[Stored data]
┄┄┄┄┄┄┄┄┄┄

/// A group row, optionally carrying the caller's member view.
#[derive(Debug, Clone)]
pub struct GroupRecord {
    /// Group identifier.
    pub id: String,
    /// Display name.
    pub name: String,
    /// Creator user id.
    pub creator_id: String,
    /// Creation time (Unix seconds).
    pub created_at: i64,
    /// Current key version.
    pub key_version: i64,
    /// Number of members.
    pub member_count: i64,
    /// The group key sealed to the requesting member, when queried per-user.
    pub encrypted_key: Option<Vec<u8>>,
}

/// A group member row.
#[derive(Debug, Clone)]
pub struct MemberRecord {
    /// Group identifier.
    pub group_id: String,
    /// Member user id.
    pub user_id: String,
    /// Join time (Unix seconds).
    pub joined_at: i64,
    /// `admin` or `member`.
    pub role: String,
    /// Group key sealed to this member.
    pub encrypted_key: Vec<u8>,
    /// Key version this member holds.
    pub key_version: i64,
}

/// Database configuration.
#[derive(Debug, Clone)]
pub struct DatabaseConfig {
    /// SQLite DSN; `:memory:` opens an in-memory database.
    pub dsn: String,
}

impl Default for DatabaseConfig {
    fn default() -> Self {
        Self {
            dsn: "murmur.db".to_string(),
        }
    }
}

/// SQLite database handle.
pub struct Database {
    conn: Connection,
}
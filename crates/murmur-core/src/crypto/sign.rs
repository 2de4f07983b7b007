//! Ed25519 identity signatures.
//!
//! Each registered user holds a long-term Ed25519 keypair; the public half
//! is registered with the node and never rotates (a rotation creates a new
//! identity). Envelopes are signed over their canonical payload.

use crate::error::{Error, Result};
use ed25519_dalek::{Signature, Signer, SigningKey, Verifier, VerifyingKey};
use rand::rngs::OsRng;
use std::fmt;

/// Size of an Ed25519 signature in bytes.
pub const SIGNATURE_SIZE: usize = 64;

/// Size of an Ed25519 public key in bytes.
pub const PUBLIC_KEY_SIZE: usize = 32;

/// A long-term Ed25519 signing identity.
pub struct IdentityKeypair {
    signing: SigningKey,
}

impl IdentityKeypair {
    /// Generate a new random identity.
    pub fn generate() -> Self {
        Self {
            signing: SigningKey::generate(&mut OsRng),
        }
    }

    /// Restore from secret key bytes.
    pub fn from_secret_bytes(bytes: [u8; 32]) -> Self {
        Self {
            signing: SigningKey::from_bytes(&bytes),
        }
    }

    /// Public key bytes.
    pub fn public_key_bytes(&self) -> [u8; PUBLIC_KEY_SIZE] {
        self.signing.verifying_key().to_bytes()
    }

    /// Sign a message.
    pub fn sign(&self, message: &[u8]) -> [u8; SIGNATURE_SIZE] {
        self.signing.sign(message).to_bytes()
    }

    /// Export secret key bytes for storage.
    ///
    /// # Security
    /// These bytes must be encrypted before storage.
    pub fn secret_bytes(&self) -> [u8; 32] {
        self.signing.to_bytes()
    }

    /// The X25519 secret corresponding to this identity.
    ///
    /// Birational Ed25519→Curve25519 conversion, so one registered key
    /// serves both signing and key agreement (sealed group keys). The
    /// accessor is behind ed25519-dalek's `hazmat` feature; safe here
    /// because the scalar only ever feeds X25519 key agreement, never a
    /// second signing context.
    pub fn agreement_secret(&self) -> [u8; 32] {
        self.signing.to_scalar_bytes()
    }
}

/// Convert an Ed25519 public key to its X25519 (Montgomery) form.
///
/// Used to seal symmetric keys to a user's registered identity key.
pub fn agreement_public_key(ed25519_public: &[u8]) -> Result<[u8; 32]> {
    let key_bytes: [u8; PUBLIC_KEY_SIZE] = ed25519_public
        .try_into()
        .map_err(|_| Error::InvalidKey("identity key must be 32 bytes".into()))?;
    let verifying = VerifyingKey::from_bytes(&key_bytes)
        .map_err(|_| Error::InvalidKey("malformed identity key".into()))?;
    Ok(verifying.to_montgomery().to_bytes())
}

impl fmt::Debug for IdentityKeypair {
    fn fmt(&self, f: &mut fmt::Formatter<'_>) -> fmt::Result {
        f.debug_struct("IdentityKeypair")
            .field("public", &hex::encode(&self.public_key_bytes()[..8]))
            .field("secret", &"[REDACTED]")
            .finish()
    }
}

/// Verify an Ed25519 signature.
///
/// Fails with [`Error::BadSignature`] on any mismatch; the error does not
/// distinguish a malformed key from a bad signature.
pub fn verify(public_key: &[u8], message: &[u8], signature: &[u8]) -> Result<()> {
    let key_bytes: [u8; PUBLIC_KEY_SIZE] =
        public_key.try_into().map_err(|_| Error::BadSignature)?;
    let verifying = VerifyingKey::from_bytes(&key_bytes).map_err(|_| Error::BadSignature)?;

    let sig_bytes: [u8; SIGNATURE_SIZE] =
        signature.try_into().map_err(|_| Error::BadSignature)?;
    let signature = Signature::from_bytes(&sig_bytes);

    verifying
        .verify(message, &signature)
        .map_err(|_| Error::BadSignature)
}

#[cfg(test)]
mod tests {
    use super::*;

    #[test]
    fn test_sign_verify() {
        let identity = IdentityKeypair::generate();
        let message = b"envelope canonical payload";

        let signature = identity.sign(message);
        assert!(verify(&identity.public_key_bytes(), message, &signature).is_ok());
    }

    #[test]
    fn test_wrong_message_fails() {
        let identity = IdentityKeypair::generate();
        let signature = identity.sign(b"original");
        assert!(verify(&identity.public_key_bytes(), b"tampered", &signature).is_err());
    }

    #[test]
    fn test_wrong_key_fails() {
        let identity = IdentityKeypair::generate();
        let other = IdentityKeypair::generate();
        let signature = identity.sign(b"message");
        assert!(verify(&other.public_key_bytes(), b"message", &signature).is_err());
    }

    #[test]
    fn test_malformed_inputs_fail() {
        let identity = IdentityKeypair::generate();
        let signature = identity.sign(b"message");

        assert!(verify(&[0u8; 5], b"message", &signature).is_err());
        assert!(verify(&identity.public_key_bytes(), b"message", &[0u8; 10]).is_err());
    }

    #[test]
    fn test_identity_persistence() {
        let identity = IdentityKeypair::generate();
        let restored = IdentityKeypair::from_secret_bytes(identity.secret_bytes());
        assert_eq!(identity.public_key_bytes(), restored.public_key_bytes());
    }

    #[test]
    fn test_agreement_conversion_matches() {
        use crate::crypto::keys::{StaticKeypair, X25519PublicKey};

        let identity = IdentityKeypair::generate();
        let converted_public =
            agreement_public_key(&identity.public_key_bytes()).expect("convert");

        // DH between the converted secret and a fresh X25519 key agrees
        // from both sides.
        let ours = StaticKeypair::from_secret_bytes(identity.agreement_secret());
        let theirs = StaticKeypair::generate();

        let s1 = ours.diffie_hellman(theirs.public_key());
        let s2 = theirs.diffie_hellman(&X25519PublicKey::from_bytes(converted_public));
        assert_eq!(s1.as_bytes(), s2.as_bytes());
    }

    #[test]
    fn test_agreement_conversion_rejects_garbage() {
        assert!(agreement_public_key(&[0u8; 5]).is_err());
    }
}
//! Murmur node daemon.
//!
//! Loads configuration, opens the database, wires the subsystems, and
//! runs the background loops (transport probing, relay rotation, peer
//! discovery) until interrupted. The RPC front end attaches to the
//! services constructed here.

use anyhow::{Context, Result};
use clap::Parser;
use std::sync::Arc;
use std::time::Duration;
use tokio::sync::{mpsc, watch, Mutex};
use tracing::{info, warn};
use tracing_subscriber::EnvFilter;

use murmur_core::auth::{AuthService, SecondFactor, TokenIssuer};
use murmur_core::config::Config;
use murmur_core::crypto::password::PasswordHasher;
use murmur_core::groups::GroupService;
use murmur_core::messaging::MessagingService;
use murmur_core::net::{
    AdaptiveRouter, Discovery, DiscoveryConfig, ProbeLoop, QuicTransport, RelayManager,
    StreamManager, Transport, TransportDescriptor, TransportKind, TransportManager,
    DEFAULT_ROTATION_INTERVAL,
};
use murmur_core::storage::{Database, DatabaseConfig};

/// Murmur - decentralized end-to-end encrypted messaging node
#[derive(Parser)]
#[command(name = "murmur-node")]
#[command(author, version, about, long_about = None)]
struct Cli {
    /// Path to the YAML configuration file
    #[arg(short, long, default_value = "config.yaml")]
    config: String,

    /// Enable verbose logging
    #[arg(short, long)]
    verbose: bool,
}

#[tokio::main]
async fn main() -> Result<()> {
    let cli = Cli::parse();

    let default_filter = if cli.verbose { "debug" } else { "info" };
    tracing_subscriber::fmt()
        .with_env_filter(
            EnvFilter::try_from_default_env()
                .unwrap_or_else(|_| EnvFilter::new(default_filter)),
        )
        .init();

    let config = Config::load(&cli.config)
        .with_context(|| format!("loading config from {}", cli.config))?;
    info!(version = murmur_core::VERSION, "starting murmur node");

    let db = Database::open(&DatabaseConfig {
        dsn: config.database.dsn.clone(),
    })
    .context("opening database")?;
    let db = Arc::new(Mutex::new(db));

    // Services.
    let token_key = if config.security.token.symmetric_key_base64.is_empty() {
        warn!("no token key configured; generating an ephemeral one (tokens die with this process)");
        murmur_core::crypto::random_bytes::<32>()
    } else {
        config.token_key().context("token key")?
    };
    let auth = Arc::new(AuthService::new(
        db.clone(),
        PasswordHasher::new(
            config.security.kdf.time,
            config.security.kdf.memory_mb,
            config.security.kdf.threads,
            config.security.kdf.key_len,
        ),
        TokenIssuer::new(
            token_key,
            config.security.token.issuer.clone(),
            config.access_token_ttl(),
        )
        .with_allowed_skew(Duration::from_secs(
            config.security.secondary_key.allowed_clock_skew_sec,
        )),
        SecondFactor::new(
            config.security.secondary_key.length,
            config.security.secondary_key.rotate_minutes,
        ),
        config.refresh_token_ttl(),
    ));
    let messaging = Arc::new(MessagingService::new(db.clone()));
    let groups = Arc::new(GroupService::new(db.clone()));
    let _ = (auth, messaging, groups); // handed to the RPC front end

    let (shutdown_tx, shutdown_rx) = watch::channel(false);

    // Peer-to-peer discovery and message streams.
    let discovery = Discovery::spawn(DiscoveryConfig {
        listen_addrs: Vec::new(),
        bootstrap_nodes: config.routing.bootstrap_nodes.clone(),
        enable_mdns: true,
    })
    .context("starting discovery")?;
    info!(peer_id = %discovery.local_peer_id(), "peer-to-peer identity ready");

    let (stream_manager, mut inbound_frames) =
        StreamManager::new(discovery.stream_control()).context("starting stream layer")?;
    let stream_manager = Arc::new(stream_manager);
    let messaging_for_frames = Arc::new(MessagingService::new(db.clone()));
    tokio::spawn(async move {
        while let Some(frame) = inbound_frames.recv().await {
            if let Err(e) = messaging_for_frames.send(&frame.payload).await {
                warn!(peer = %frame.peer, error = %e, "dropping peer frame");
            }
        }
    });

    // Transports and adaptive routing.
    let transport_manager = Arc::new(TransportManager::new());
    transport_manager.add_transport(Transport::Tcp).await;
    match QuicTransport::new() {
        Ok(quic) => transport_manager.add_transport(Transport::Quic(quic)).await,
        Err(e) => warn!(error = %e, "quic transport unavailable"),
    }
    if config.server.transports.enable_wss {
        transport_manager.add_transport(Transport::Wss).await;
    }

    let router = Arc::new(AdaptiveRouter::new(
        config.metrics_window(),
        config.switch_threshold(),
    ));
    if !config.server.listen.tcp.is_empty() {
        router.add_transport(TransportDescriptor {
            id: "tcp".to_string(),
            kind: TransportKind::Tcp,
            endpoint: config.server.listen.tcp.clone(),
            priority: 3,
        });
    }
    if !config.server.listen.quic.is_empty() {
        router.add_transport(TransportDescriptor {
            id: "quic".to_string(),
            kind: TransportKind::Quic,
            endpoint: config.server.listen.quic.clone(),
            priority: 1,
        });
    }

    let (migration_tx, mut migration_rx) = mpsc::unbounded_channel();
    let probe = ProbeLoop::new(router.clone(), transport_manager.clone());
    tokio::spawn(probe.run(migration_tx, shutdown_rx.clone()));

    let manager_for_migrations = transport_manager.clone();
    tokio::spawn(async move {
        while let Some(event) = migration_rx.recv().await {
            info!(from = ?event.from, to = %event.to, "active transport migrated");
            let kind = match event.to.as_str() {
                "quic" => TransportKind::Quic,
                "wss" => TransportKind::Wss,
                "p2p" => TransportKind::P2p,
                _ => TransportKind::Tcp,
            };
            if let Err(e) = manager_for_migrations.set_active(kind).await {
                warn!(error = %e, "failed to switch active transport");
            }
        }
    });

    // Relay chains.
    let mut relay_hops = Vec::new();
    for entry in &config.routing.relays {
        match murmur_core::net::parse_relay_addr(entry) {
            Ok(hop) => relay_hops.push(hop),
            Err(e) => warn!(relay = %entry, error = %e, "skipping relay entry"),
        }
    }
    let relay_manager = Arc::new(RelayManager::new(
        relay_hops.iter().map(|(peer, _)| *peer).collect(),
    ));
    for (peer, addr) in relay_hops.iter().cloned() {
        relay_manager.register_relay_addr(peer, addr).await;
    }
    if !relay_hops.is_empty() {
        relay_manager
            .create_chain("default", relay_hops.len().max(2))
            .await
            .context("creating default relay chain")?;
    }
    let rotation = relay_manager.start_rotation(DEFAULT_ROTATION_INTERVAL, shutdown_rx.clone());

    info!("node is up");
    tokio::signal::ctrl_c().await.context("waiting for ctrl-c")?;
    info!("shutting down");

    let _ = shutdown_tx.send(true);
    stream_manager.shutdown().await;
    relay_manager.close().await;
    let _ = rotation.await;

    Ok(())
}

┄┄┄┄┄┄┄┄┄┄

**Task requirements**
Search the data above for lines holding "canonical" and copy each of them.

**Solution for this exercise**
//! identity). Envelopes are signed over their canonical payload.
        let message = b"envelope canonical payload";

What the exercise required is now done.